SOURCE RECORDS section start

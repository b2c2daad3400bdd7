/// OpenRouter API endpoints
pub const OPENROUTER_BASE_URL: &str = "https://openrouter.ai/api/v1";
pub const CHAT_COMPLETIONS_PATH: &str = "/chat/completions";

/// Default model served to the assistant widget
pub const DEFAULT_MODEL: &str = "moonshotai/kimi-dev-72b:free";

/// Attribution headers sent to OpenRouter
pub const DEFAULT_REFERER: &str = "https://bridvia.com";
pub const DEFAULT_APP_TITLE: &str = "Bridvia Platform";

/// Sampling parameters shared by the blocking and streaming paths
pub const MAX_TOKENS: u32 = 500;
pub const TEMPERATURE: f32 = 0.7;
pub const TOP_P: f32 = 0.9;

/// Upstream is told to stop as soon as it opens a reasoning block.
pub const REASONING_STOP_TOKENS: &[&str] = &["◁think▷", "think▷", "<think>", "[thinking]", "[THOUGHT]"];

/// Number of prior turns forwarded upstream
pub const HISTORY_WINDOW: usize = 10;

/// Simulated token cadence for the mock stream
pub const MOCK_WORD_DELAY_MS: u64 = 50;

/// Inline stream filter: opener vocabulary only counts while the answer is this short.
pub const STREAM_OPENER_WINDOW_CHARS: usize = 50;

pub const MAX_STREAM_LINES: usize = 100_000;
pub const MAX_STREAM_LINE_BYTES: usize = 1024 * 1024;

/// Literal fallbacks
pub const EMPTY_COMPLETION_FALLBACK: &str = "I apologize, but I encountered an issue processing your request. Please try again or contact us at info@bridvia.com.";

pub const FAILURE_FALLBACK: &str = "I apologize, but I encountered an issue processing your request. Please try again or contact us at info@bridvia.com for assistance.";

pub const SANITIZER_FALLBACK: &str = "Hello! I'm Brid AI, and I'm here to help you explore Bridvia's internship opportunities and career development platform. How can I assist you today?";

/// SSE control token
pub const DONE_TOKEN: &str = "[DONE]";
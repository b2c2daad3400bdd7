//! Wire schemas for upstream providers.

pub mod openai;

SOURCE RECORDS section end

**WORK TASK:** Up to and including the line with "pub const MOCK_WORD_DELAY_MS: u64 = 50;", restate the records above word for word from the very first line.

**THE ANSWER:**
repository b2c2daad3400bdd7
/// OpenRouter API endpoints
pub const OPENROUTER_BASE_URL: &str = "https://openrouter.ai/api/v1";
pub const CHAT_COMPLETIONS_PATH: &str = "/chat/completions";

/// Default model served to the assistant widget
pub const DEFAULT_MODEL: &str = "moonshotai/kimi-dev-72b:free";

/// Attribution headers sent to OpenRouter
pub const DEFAULT_REFERER: &str = "https://bridvia.com";
pub const DEFAULT_APP_TITLE: &str = "Bridvia Platform";

/// Sampling parameters shared by the blocking and streaming paths
pub const MAX_TOKENS: u32 = 500;
pub const TEMPERATURE: f32 = 0.7;
pub const TOP_P: f32 = 0.9;

/// Upstream is told to stop as soon as it opens a reasoning block.
pub const REASONING_STOP_TOKENS: &[&str] = &["◁think▷", "think▷", "<think>", "[thinking]", "[THOUGHT]"];

/// Number of prior turns forwarded upstream
pub const HISTORY_WINDOW: usize = 10;

/// Simulated token cadence for the mock stream
pub const MOCK_WORD_DELAY_MS: u64 = 50;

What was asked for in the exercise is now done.